По психологическому складу своему Смердяков принадлежал к подобным типам из народа. Но Смердяков не мужик, не крестьянин, он — лакей. Лакейство, по Достоевскому, заключается в духовной бесхребетности, несамостоятельности при удивительном умении соблюдать свои материальные интересы. Генетически лакей есть в России порождение крепостнической эпохи — человек от народа оторванный, состоящий при барине, но барину не ровно, то есть занимающий в сущности межеумочное и унизительное положение. В пореформенную эпоху это явление получает, по мысли Достоевского, расширительное значение. Недостаточность просвещения, его утилитарность порождает массу так называемых «полуобразованных», оторвавшихся от народной культуры, «народной правды» («Может ли русский мужик против образованного человека чувство иметь? По необразованности своей он никакого чувства не может иметь… » — бормочет Смердяков), и вместе с тем не поднявшихся до высших духовных запросов (так, тот же Смердяков отвергает Гоголя: «Про неправду всё написано»). Можно провести линию, на которой окажется целый ряд самых неприятных автору героев, подпадающих под понятие «лакей», — начиная от Фёдора Павловича и кончая чёртом. «Лакей» есть для Достоевского воплощение зла России. Характерно, что Смердяков, незаконный сын Фёдора Павловича, больше похож на него, чем другие дети. Старик Карамазов отпирается от него, не признаётся в отцовстве, но, тем не менее, подозревая и недолюбливая своих законных, «почему-то даже и любил его, хотя малый и на него глядел так же косо, как и на других, и всё молчал». И именно Смердяков тянет семейную традицию имён (сравните: Фёдор Павлович и Павел Фёдорович), продолжая семейную традицию лакейства. Ведь Фёдор Павлович в молодости своей был приживальщиком, то есть тем же лакеем. И Смердяков тоже мечтает о собственном капитальчике, как и отец.

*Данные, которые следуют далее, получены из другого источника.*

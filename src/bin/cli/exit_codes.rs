//! Exit codes for the CLI tool.

use bytepack::Error;

/// Exit code constants
pub const SUCCESS: i32 = 0;
/// Fatal error occurred
pub const FATAL_ERROR: i32 = 2;
/// Input data is truncated or malformed
pub const BAD_DATA: i32 = 3;
/// A safety limit was hit
pub const LIMIT_EXCEEDED: i32 = 4;
/// I/O error
pub const IO_ERROR: i32 = 5;
/// Invalid command line arguments
pub const BAD_ARGS: i32 = 255;

/// Exit code enum for structured handling
#[derive(Debug, Clone, Copy, PartialEq, Eq)]
pub enum ExitCode {
    Success,
    FatalError,
    BadData,
    LimitExceeded,
    IoError,
    BadArgs,
}

impl ExitCode {
    /// Returns the numeric exit code
    pub fn code(self) -> i32 {
        match self {
            Self::Success => SUCCESS,
            Self::FatalError => FATAL_ERROR,
            Self::BadData => BAD_DATA,
            Self::LimitExceeded => LIMIT_EXCEEDED,
            Self::IoError => IO_ERROR,
            Self::BadArgs => BAD_ARGS,
        }
    }
}

/// Converts a bytepack error to an exit code
pub fn error_to_exit_code(error: &Error) -> ExitCode {
    match error {
        Error::Io(_) => ExitCode::IoError,
        Error::Truncated { .. }
        | Error::VarintOverflow { .. }
        | Error::CorruptBlock { .. }
        | Error::InvalidSymbol { .. }
        | Error::InvalidFormat(_) => ExitCode::BadData,
        Error::InvalidArgument(_) => ExitCode::BadArgs,
        Error::ResourceLimitExceeded(_) => ExitCode::LimitExceeded,
        // Future error variants - required by #[non_exhaustive]
        _ => ExitCode::FatalError,
    }
}
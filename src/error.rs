//! Error types for byte stream, codec and cipher operations.
//!
//! This module provides the [`Error`] enum which represents all possible
//! failure modes of the crate, along with a convenient [`Result<T>`] type alias.
//!
//! # Error Handling
//!
//! Every fallible operation returns `Result<T, Error>`. Writes into a
//! [`ByteStream`](crate::ByteStream) never fail; reads, decompression and
//! decoding report malformed or truncated input instead of reading out of range.
//!
//! ```rust
//! use bytepack::{ByteStream, Error};
//!
//! let mut stream = ByteStream::from_buffer(vec![0x01, 0x02]);
//! match stream.read_int() {
//!     Err(Error::Truncated { offset, needed, available }) => {
//!         assert_eq!((offset, needed, available), (0, 4, 2));
//!     }
//!     other => panic!("unexpected result: {:?}", other),
//! }
//! ```

use std::io;

/// The main error type for this crate.
///
/// # Error Categories
///
/// | Category | Variants | Typical Cause |
/// |----------|----------|---------------|
/// | I/O | [`Io`][Self::Io] | File access in the CLI, `Read`/`Write` adapters |
/// | Truncation | [`Truncated`][Self::Truncated] | Reading past the end of a buffer |
/// | Corruption | [`CorruptBlock`][Self::CorruptBlock], [`VarintOverflow`][Self::VarintOverflow] | Malformed LZ4 or VLQ data |
/// | Encoding | [`InvalidSymbol`][Self::InvalidSymbol], [`InvalidFormat`][Self::InvalidFormat] | Malformed Base64 text |
/// | Usage | [`InvalidArgument`][Self::InvalidArgument] | Bad parameters from the caller |
/// | Resources | [`ResourceLimitExceeded`][Self::ResourceLimitExceeded] | Safety limits |
#[derive(Debug, thiserror::Error)]
#[non_exhaustive]
pub enum Error {
    /// An I/O error occurred.
    #[error("I/O error: {0}")]
    Io(#[from] io::Error),

    /// A read needed more bytes than the buffer holds.
    ///
    /// The cursor is left where it was before the failed read.
    #[error("Truncated input at offset {offset}: needed {needed} bytes, {available} available")]
    Truncated {
        /// Offset at which the read started.
        offset: usize,
        /// Number of bytes the read required.
        needed: usize,
        /// Number of bytes left in the buffer at `offset`.
        available: usize,
    },

    /// A variable-length quantity does not fit in 64 bits.
    #[error("Variable-length quantity at offset {offset} overflows 64 bits")]
    VarintOverflow {
        /// Offset of the first byte of the quantity.
        offset: usize,
    },

    /// An LZ4 token stream is malformed.
    #[error("Corrupt LZ4 block at input offset {offset}: {reason}")]
    CorruptBlock {
        /// Input offset where the problem was detected.
        offset: usize,
        /// A description of the corruption.
        reason: String,
    },

    /// A Base64 string contains a symbol outside the 7-bit decode table.
    #[error("Invalid Base64 symbol {symbol:?} at position {position}")]
    InvalidSymbol {
        /// Character index of the offending symbol.
        position: usize,
        /// The offending symbol.
        symbol: char,
    },

    /// Encoded text has an invalid structure.
    #[error("Invalid format: {0}")]
    InvalidFormat(String),

    /// A caller-supplied argument is out of its valid domain.
    #[error("Invalid argument: {0}")]
    InvalidArgument(String),

    /// A resource limit was exceeded.
    ///
    /// This protects against blobs whose length prefix declares an
    /// unreasonably large output.
    ///
    /// ```rust
    /// use bytepack::ResourceLimits;
    ///
    /// let limits = ResourceLimits::default().max_output_size(1 << 20);
    /// assert_eq!(limits.max_output_size, 1 << 20);
    /// ```
    #[error("Resource limit exceeded: {0}")]
    ResourceLimitExceeded(String),
}

impl Error {
    /// Returns `true` if this is a data corruption error.
    pub fn is_corruption(&self) -> bool {
        matches!(
            self,
            Error::CorruptBlock { .. } | Error::VarintOverflow { .. }
        )
    }

    /// Returns `true` if the input ended before a read could complete.
    pub fn is_truncation(&self) -> bool {
        match self {
            Error::Truncated { .. } => true,
            Error::Io(e) => e.kind() == io::ErrorKind::UnexpectedEof,
            _ => false,
        }
    }

    /// Returns the byte offset associated with this error, if any.
    ///
    /// # Example
    ///
    /// ```rust
    /// use bytepack::Error;
    ///
    /// let err = Error::corrupt_block(12, "zero match offset");
    /// assert_eq!(err.offset(), Some(12));
    /// ```
    pub fn offset(&self) -> Option<usize> {
        match self {
            Error::Truncated { offset, .. } => Some(*offset),
            Error::VarintOverflow { offset } => Some(*offset),
            Error::CorruptBlock { offset, .. } => Some(*offset),
            Error::InvalidSymbol { position, .. } => Some(*position),
            _ => None,
        }
    }

    /// Creates a Truncated error.
    pub fn truncated(offset: usize, needed: usize, available: usize) -> Self {
        Error::Truncated {
            offset,
            needed,
            available,
        }
    }

    /// Creates a CorruptBlock error.
    pub fn corrupt_block(offset: usize, reason: impl Into<String>) -> Self {
        Error::CorruptBlock {
            offset,
            reason: reason.into(),
        }
    }
}

impl From<Error> for io::Error {
    fn from(err: Error) -> Self {
        match err {
            Error::Io(e) => e,
            Error::Truncated { .. } => io::Error::new(io::ErrorKind::UnexpectedEof, err),
            other => io::Error::new(io::ErrorKind::InvalidData, other),
        }
    }
}

/// A specialized Result type for this crate.
pub type Result<T> = std::result::Result<T, Error>;

#[cfg(test)]
mod tests {
    use super::*;

    #[test]
    fn test_io_error_from() {
        let io_err = io::Error::new(io::ErrorKind::NotFound, "file not found");
        let err: Error = io_err.into();
        assert!(matches!(err, Error::Io(_)));
        assert!(err.to_string().contains("I/O error"));
    }

    #[test]
    fn test_truncated_display() {
        let err = Error::truncated(8, 4, 1);
        assert_eq!(
            err.to_string(),
            "Truncated input at offset 8: needed 4 bytes, 1 available"
        );
        assert!(err.is_truncation());
        assert!(!err.is_corruption());
        assert_eq!(err.offset(), Some(8));
    }

    #[test]
    fn test_corrupt_block() {
        let err = Error::corrupt_block(0x10, "match offset out of range");
        assert_eq!(
            err.to_string(),
            "Corrupt LZ4 block at input offset 16: match offset out of range"
        );
        assert!(err.is_corruption());
    }

    #[test]
    fn test_invalid_symbol_display() {
        let err = Error::InvalidSymbol {
            position: 3,
            symbol: 'é',
        };
        assert!(err.to_string().contains("position 3"));
        assert_eq!(err.offset(), Some(3));
    }

    #[test]
    fn test_no_offset_for_usage_errors() {
        let err = Error::InvalidArgument("key length must be non-zero".into());
        assert_eq!(err.offset(), None);
        assert!(!err.is_corruption());
    }

    #[test]
    fn test_into_io_error_kind() {
        let eof: io::Error = Error::truncated(0, 1, 0).into();
        assert_eq!(eof.kind(), io::ErrorKind::UnexpectedEof);

        let bad: io::Error = Error::corrupt_block(0, "bad").into();
        assert_eq!(bad.kind(), io::ErrorKind::InvalidData);
    }

    #[test]
    fn test_eof_io_error_is_truncation() {
        let err = Error::Io(io::Error::new(io::ErrorKind::UnexpectedEof, "eof"));
        assert!(err.is_truncation());
    }
}
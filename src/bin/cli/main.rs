//! CLI tool for bytepack payload operations.

mod commands;
mod exit_codes;
mod output;

use clap::{CommandFactory, Parser, Subcommand, ValueEnum};
use clap_complete::{Shell, generate};
use std::path::PathBuf;

use exit_codes::ExitCode;

/// Unpack, encode and inspect binary payloads
#[derive(Parser)]
#[command(name = "bytepack")]
#[command(author, version, about = "Unpack, encode and inspect binary payloads", long_about = None)]
#[command(propagate_version = true)]
pub struct Cli {
    #[command(subcommand)]
    command: Commands,

    /// Output format
    #[arg(long, short = 'f', value_enum, default_value = "human", global = true)]
    format: OutputFormat,

    /// Suppress informational output
    #[arg(long, short = 'q', global = true)]
    quiet: bool,
}

#[derive(Subcommand)]
enum Commands {
    /// Decipher and decompress a delivered blob (alias: u)
    #[command(alias = "u")]
    Unpack {
        /// Blob file to unpack
        file: PathBuf,

        /// Write the unpacked payload to this file
        #[arg(short = 'o', long)]
        output: Option<PathBuf>,

        /// Cipher seed (decimal or 0x-prefixed hex)
        #[arg(long, value_parser = parse_seed, requires = "key_length")]
        seed: Option<u32>,

        /// Cipher key length in bytes
        #[arg(long, requires = "seed")]
        key_length: Option<usize>,

        /// Input is not LZ4-compressed
        #[arg(long)]
        raw: bool,

        /// Maximum unpacked size in bytes
        #[arg(long)]
        max_size: Option<usize>,
    },

    /// Encode a file as Base64
    Encode {
        /// File to encode
        file: PathBuf,

        /// Use the URL-safe alphabet (`-` and `_`)
        #[arg(long)]
        url_safe: bool,

        /// Omit `=` padding
        #[arg(long)]
        no_pad: bool,
    },

    /// Decode Base64 text
    Decode {
        /// File holding Base64 text, or `-` for stdin
        input: String,

        /// Write decoded bytes to this file instead of stdout
        #[arg(short = 'o', long)]
        output: Option<PathBuf>,
    },

    /// Print the cipher key derived from a seed
    Key {
        /// Generator seed (decimal or 0x-prefixed hex)
        #[arg(long, env = "BYTEPACK_SEED", value_parser = parse_seed)]
        seed: u32,

        /// Key length in bytes
        #[arg(long)]
        key_length: usize,
    },

    /// Generate shell completions
    Completions {
        /// Shell to generate completions for
        #[arg(value_enum)]
        shell: Shell,
    },
}

#[derive(Copy, Clone, PartialEq, Eq, ValueEnum)]
pub enum OutputFormat {
    Human,
    Json,
}

fn parse_seed(value: &str) -> Result<u32, String> {
    let parsed = match value.strip_prefix("0x").or_else(|| value.strip_prefix("0X")) {
        Some(hex) => u32::from_str_radix(hex, 16),
        None => value.parse(),
    };
    parsed.map_err(|e| format!("invalid seed '{}': {}", value, e))
}

fn main() {
    let cli = Cli::parse();

    let exit_code = match cli.command {
        Commands::Unpack {
            file,
            output,
            seed,
            key_length,
            raw,
            max_size,
        } => commands::unpack(&commands::UnpackConfig {
            input_path: &file,
            output_path: output.as_deref(),
            cipher: seed.zip(key_length),
            raw,
            max_size,
            format: cli.format,
            quiet: cli.quiet,
        }),

        Commands::Encode {
            file,
            url_safe,
            no_pad,
        } => commands::encode(&file, url_safe, !no_pad, cli.format),

        Commands::Decode { input, output } => {
            commands::decode(&input, output.as_deref(), cli.format, cli.quiet)
        }

        Commands::Key { seed, key_length } => commands::key(seed, key_length, cli.format),

        Commands::Completions { shell } => {
            let mut cmd = Cli::command();
            let name = cmd.get_name().to_string();
            generate(shell, &mut cmd, name, &mut std::io::stdout());
            ExitCode::Success
        }
    };

    std::process::exit(exit_code.code());
}
//! Additive Vigenère stream cipher.
//!
//! The key is a byte sequence derived from `(seed, key_length)` with
//! [`Random::generate_array`]. Enciphering adds the repeating key to the data
//! modulo 256; this type only provides the inverse. Data is expected to be
//! enciphered out of band before delivery.

use super::Random;
use crate::{Error, Result};

/// Repeating-key additive cipher with a pseudo-random key.
#[derive(Clone, PartialEq, Eq)]
pub struct Vigenere {
    key: Vec<u8>,
}

impl std::fmt::Debug for Vigenere {
    fn fmt(&self, f: &mut std::fmt::Formatter<'_>) -> std::fmt::Result {
        // Key bytes stay out of logs
        f.debug_struct("Vigenere")
            .field("key_len", &self.key.len())
            .finish()
    }
}

impl Vigenere {
    /// Builds a cipher whose key is `key_length` bytes drawn from a generator
    /// seeded with `seed`.
    ///
    /// # Errors
    ///
    /// Returns [`Error::InvalidArgument`] if `key_length` is zero.
    pub fn new(seed: u32, key_length: usize) -> Result<Self> {
        if key_length == 0 {
            return Err(Error::InvalidArgument(
                "cipher key length must be non-zero".into(),
            ));
        }
        let key = Random::new(seed).generate_array(key_length);
        Ok(Self { key })
    }

    /// Returns the key bytes.
    pub fn key(&self) -> &[u8] {
        &self.key
    }

    /// Deciphers `length` bytes of `buffer` starting at `offset`, in place.
    ///
    /// The key restarts at `offset`. The range is clamped to the end of the
    /// buffer; an offset past the end leaves the buffer untouched.
    ///
    /// # Example
    ///
    /// ```rust
    /// use bytepack::crypto::Vigenere;
    ///
    /// let cipher = Vigenere::new(42, 8)?;
    /// let mut data: Vec<u8> = b"secret"
    ///     .iter()
    ///     .zip(cipher.key().iter().cycle())
    ///     .map(|(&b, &k)| b.wrapping_add(k))
    ///     .collect();
    ///
    /// cipher.decipher(&mut data, 0, usize::MAX);
    /// assert_eq!(data, b"secret");
    /// # Ok::<(), bytepack::Error>(())
    /// ```
    pub fn decipher(&self, buffer: &mut [u8], offset: usize, length: usize) {
        let Some(region) = buffer.get_mut(offset..) else {
            return;
        };
        let length = length.min(region.len());
        for (byte, &k) in region[..length].iter_mut().zip(self.key.iter().cycle()) {
            *byte = byte.wrapping_sub(k);
        }
    }
}
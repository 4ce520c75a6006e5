//! Command implementations for the CLI tool.

use std::io::{Read, Write};
use std::path::Path;

use bytepack::codec::base64;
use bytepack::{ResourceLimits, UnpackOptions, Unpacker, Vigenere};

use crate::OutputFormat;
use crate::exit_codes::{ExitCode, error_to_exit_code};
use crate::output::{UnpackReport, create_formatter};

/// Number of payload bytes shown in the unpack summary.
const PREVIEW_LEN: usize = 16;

/// Configuration for the unpack command.
pub struct UnpackConfig<'a> {
    pub input_path: &'a Path,
    pub output_path: Option<&'a Path>,
    pub cipher: Option<(u32, usize)>,
    pub raw: bool,
    pub max_size: Option<usize>,
    pub format: OutputFormat,
    pub quiet: bool,
}

/// Unpack command implementation
pub fn unpack(config: &UnpackConfig<'_>) -> ExitCode {
    let formatter = create_formatter(config.format);

    let data = match std::fs::read(config.input_path) {
        Ok(d) => d,
        Err(e) => {
            eprintln!("Error reading {}: {}", config.input_path.display(), e);
            return ExitCode::IoError;
        }
    };
    let input_size = data.len();

    let mut limits = ResourceLimits::default();
    if let Some(max) = config.max_size {
        limits = limits.max_output_size(max);
    }
    let mut options = UnpackOptions::new().compressed(!config.raw).limits(limits);
    if let Some((seed, key_length)) = config.cipher {
        options = options.cipher(seed, key_length);
    }

    let unpacker = match Unpacker::new(options) {
        Ok(u) => u,
        Err(e) => {
            eprintln!("Error: {}", e);
            return error_to_exit_code(&e);
        }
    };

    let payload = match unpacker.unpack(data) {
        Ok(stream) => stream.into_inner(),
        Err(e) => {
            eprintln!("Error: {}", e);
            return error_to_exit_code(&e);
        }
    };

    if let Some(path) = config.output_path {
        if let Err(e) = std::fs::write(path, &payload) {
            eprintln!("Error writing {}: {}", path.display(), e);
            return ExitCode::IoError;
        }
    }

    if !config.quiet {
        let report = UnpackReport {
            input_size,
            output_size: payload.len(),
            deciphered: config.cipher.is_some(),
            decompressed: !config.raw,
            preview: payload.iter().take(PREVIEW_LEN).copied().collect(),
        };
        print!("{}", formatter.format_unpack(&report));
    }

    ExitCode::Success
}

/// Encode command implementation
pub fn encode(path: &Path, url_safe: bool, pad: bool, format: OutputFormat) -> ExitCode {
    let formatter = create_formatter(format);

    let data = match std::fs::read(path) {
        Ok(d) => d,
        Err(e) => {
            eprintln!("Error reading {}: {}", path.display(), e);
            return ExitCode::IoError;
        }
    };

    let alphabet = if url_safe {
        base64::Alphabet::UrlSafe
    } else {
        base64::Alphabet::Standard
    };
    let text = base64::encode_with(&data, alphabet, pad);
    print!("{}", formatter.format_encoded(&text, data.len()));

    ExitCode::Success
}

/// Decode command implementation
pub fn decode(input: &str, output_path: Option<&Path>, format: OutputFormat, quiet: bool) -> ExitCode {
    let text = match read_text(input) {
        Ok(t) => t,
        Err(e) => {
            eprintln!("Error reading {}: {}", input, e);
            return ExitCode::IoError;
        }
    };

    // Line breaks and surrounding whitespace are not part of the encoding
    let compact: String = text.split_whitespace().collect();
    let bytes = match base64::decode(&compact) {
        Ok(b) => b,
        Err(e) => {
            eprintln!("Error: {}", e);
            return error_to_exit_code(&e);
        }
    };

    let written = match output_path {
        Some(path) => std::fs::write(path, &bytes),
        None => std::io::stdout().write_all(&bytes),
    };
    if let Err(e) = written {
        eprintln!("Error writing output: {}", e);
        return ExitCode::IoError;
    }

    if let (Some(path), false) = (output_path, quiet) {
        match format {
            OutputFormat::Human => println!("Decoded {} bytes to {}", bytes.len(), path.display()),
            OutputFormat::Json => println!(
                "{}",
                serde_json::json!({ "output": path.display().to_string(), "size": bytes.len() })
            ),
        }
    }

    ExitCode::Success
}

/// Key command implementation
pub fn key(seed: u32, key_length: usize, format: OutputFormat) -> ExitCode {
    let formatter = create_formatter(format);

    match Vigenere::new(seed, key_length) {
        Ok(cipher) => {
            print!("{}", formatter.format_key(seed, cipher.key()));
            ExitCode::Success
        }
        Err(e) => {
            eprintln!("Error: {}", e);
            error_to_exit_code(&e)
        }
    }
}

/// Reads a file, or stdin when `input` is `-`.
fn read_text(input: &str) -> std::io::Result<String> {
    if input == "-" {
        let mut text = String::new();
        std::io::stdin().read_to_string(&mut text)?;
        Ok(text)
    } else {
        std::fs::read_to_string(input)
    }
}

Однако есть и существенная разница. Если для Фёдора Павловича лакейство — одна из граней его облика, то для Смердякова это понятие выступает как качественная, стержневая характеристика личности. «Это лакей и хам», — бросает Иван о Смердякове, и тот чувствует, что в данном случае «лакей» не только наименование должности, что это слово определяет как-то его самого, его личность: «А они про меня отнеслись, что я вонючий лакей». Он унаследовал от остальных Карамазовых чувство своей избранности и превосходства над миром: «Он был страшно нелюдим и молчалив. Не то чтобы дик или чего-нибудь стыдился, нет, характером он был, напротив, надменен и как будто всех презирал». Однако чувство ущемлённости в своих правах проводит меж ними резкую грань: «Я бы не то ещё мог-с, я бы и не то ещё знал-с, если бы не жребий мой с самого моего сыздетства». При всём своём «уединении» старик Карамазов иногда испытывал потребность в «верном человеке». Смердяков же никакой даже потребности в контакте с «другим» не испытывал, «был нелюдим, — сообщает повествователь, — и ни в чьём обществе не ощущал ни малейшей надобности». Здесь-то и проходит самая резкая грань, ибо одинокость, изоляцию Смердякова от мира Достоевский доводит до гротеска, до символа. После учения в Москве стало заметно, что Смердяков «вдруг как-то необычайно постарел, совсем даже несоразмерно с возрастом сморщился, пожелтел, стал походить на скопца… Женский пол он… презирал,… держал себя с ним степенно, почти недоступно». Напрасно Фёдор Павлович спрашивал: «Хочешь женю?.. Но Смердяков на эти речи только бледнел от досады, но ничего не отвечал». И если «карамазовщина», в частности сам старик Карамазов, есть воплощение (несмотря на жестокость и бездуховность сладострастия) стихийного, почти природного жизнетворческого начала, которое, быть может, можно нравственно когда-нибудь обуздать, то Смердяков выглядит на этом фоне карамазовского сладострастия символически бесплодным.